═══ Extracted records

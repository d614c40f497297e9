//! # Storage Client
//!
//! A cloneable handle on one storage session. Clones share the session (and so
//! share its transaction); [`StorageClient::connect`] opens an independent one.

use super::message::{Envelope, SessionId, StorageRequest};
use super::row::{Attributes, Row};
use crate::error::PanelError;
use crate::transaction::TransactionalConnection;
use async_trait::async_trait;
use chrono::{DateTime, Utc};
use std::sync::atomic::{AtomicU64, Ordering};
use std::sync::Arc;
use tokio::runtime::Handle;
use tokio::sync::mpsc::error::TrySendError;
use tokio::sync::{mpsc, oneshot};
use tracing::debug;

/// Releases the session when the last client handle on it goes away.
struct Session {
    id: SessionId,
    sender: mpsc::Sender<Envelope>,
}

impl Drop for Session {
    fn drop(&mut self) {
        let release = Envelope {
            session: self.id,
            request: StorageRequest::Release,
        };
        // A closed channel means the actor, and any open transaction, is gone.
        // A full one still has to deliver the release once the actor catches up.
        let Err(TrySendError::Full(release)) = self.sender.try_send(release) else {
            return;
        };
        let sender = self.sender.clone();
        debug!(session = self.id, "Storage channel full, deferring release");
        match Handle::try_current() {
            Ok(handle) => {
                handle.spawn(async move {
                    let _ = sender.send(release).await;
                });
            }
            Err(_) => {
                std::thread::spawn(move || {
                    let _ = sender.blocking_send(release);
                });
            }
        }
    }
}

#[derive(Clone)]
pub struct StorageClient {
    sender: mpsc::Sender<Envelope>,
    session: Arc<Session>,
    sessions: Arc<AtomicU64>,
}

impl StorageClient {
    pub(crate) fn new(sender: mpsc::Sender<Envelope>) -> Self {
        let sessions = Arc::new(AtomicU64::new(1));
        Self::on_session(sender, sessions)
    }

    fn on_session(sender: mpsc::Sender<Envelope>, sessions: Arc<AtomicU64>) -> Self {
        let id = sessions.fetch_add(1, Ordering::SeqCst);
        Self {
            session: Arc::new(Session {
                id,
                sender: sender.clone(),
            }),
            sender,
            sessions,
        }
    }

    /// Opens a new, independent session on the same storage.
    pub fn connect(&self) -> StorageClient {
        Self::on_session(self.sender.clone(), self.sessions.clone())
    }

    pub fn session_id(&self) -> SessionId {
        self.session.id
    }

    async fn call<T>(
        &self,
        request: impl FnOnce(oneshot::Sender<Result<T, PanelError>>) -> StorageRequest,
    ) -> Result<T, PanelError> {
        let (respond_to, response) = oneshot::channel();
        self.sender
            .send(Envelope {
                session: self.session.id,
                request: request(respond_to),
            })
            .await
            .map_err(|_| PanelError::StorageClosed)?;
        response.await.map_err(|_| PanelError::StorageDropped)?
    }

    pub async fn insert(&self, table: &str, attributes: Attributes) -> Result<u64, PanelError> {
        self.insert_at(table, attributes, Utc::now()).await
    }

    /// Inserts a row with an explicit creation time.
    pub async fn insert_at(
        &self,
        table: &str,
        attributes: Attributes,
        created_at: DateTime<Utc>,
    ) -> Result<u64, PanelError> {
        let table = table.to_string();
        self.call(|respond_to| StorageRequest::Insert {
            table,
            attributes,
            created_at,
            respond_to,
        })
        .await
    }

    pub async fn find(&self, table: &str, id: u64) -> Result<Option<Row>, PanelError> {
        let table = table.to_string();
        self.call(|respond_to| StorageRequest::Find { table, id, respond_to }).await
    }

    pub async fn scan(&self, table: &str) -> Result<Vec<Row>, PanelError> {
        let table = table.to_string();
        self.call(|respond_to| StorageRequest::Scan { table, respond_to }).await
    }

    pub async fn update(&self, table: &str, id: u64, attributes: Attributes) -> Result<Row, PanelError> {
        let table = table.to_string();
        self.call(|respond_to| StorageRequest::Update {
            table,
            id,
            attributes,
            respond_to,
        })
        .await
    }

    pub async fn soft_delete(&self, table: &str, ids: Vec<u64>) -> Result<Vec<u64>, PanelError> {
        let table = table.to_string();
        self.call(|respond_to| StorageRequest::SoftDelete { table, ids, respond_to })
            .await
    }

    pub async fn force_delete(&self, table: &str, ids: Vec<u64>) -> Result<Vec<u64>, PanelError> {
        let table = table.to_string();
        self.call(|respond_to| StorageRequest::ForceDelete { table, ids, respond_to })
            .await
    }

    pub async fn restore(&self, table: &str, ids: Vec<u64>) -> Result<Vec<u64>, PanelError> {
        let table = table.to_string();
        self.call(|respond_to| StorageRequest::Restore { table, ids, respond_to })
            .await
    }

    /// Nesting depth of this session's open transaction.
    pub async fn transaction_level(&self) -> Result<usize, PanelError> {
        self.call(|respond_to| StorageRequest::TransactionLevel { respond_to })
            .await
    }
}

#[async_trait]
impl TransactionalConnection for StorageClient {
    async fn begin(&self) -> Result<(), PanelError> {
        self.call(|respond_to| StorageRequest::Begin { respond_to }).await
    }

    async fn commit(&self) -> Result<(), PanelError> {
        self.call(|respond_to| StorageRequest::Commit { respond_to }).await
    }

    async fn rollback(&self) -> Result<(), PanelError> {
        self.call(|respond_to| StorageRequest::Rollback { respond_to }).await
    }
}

══════

Scan the records above for the word "response" and return every line where it occurs.

        let (respond_to, response) = oneshot::channel();
        response.await.map_err(|_| PanelError::StorageDropped)?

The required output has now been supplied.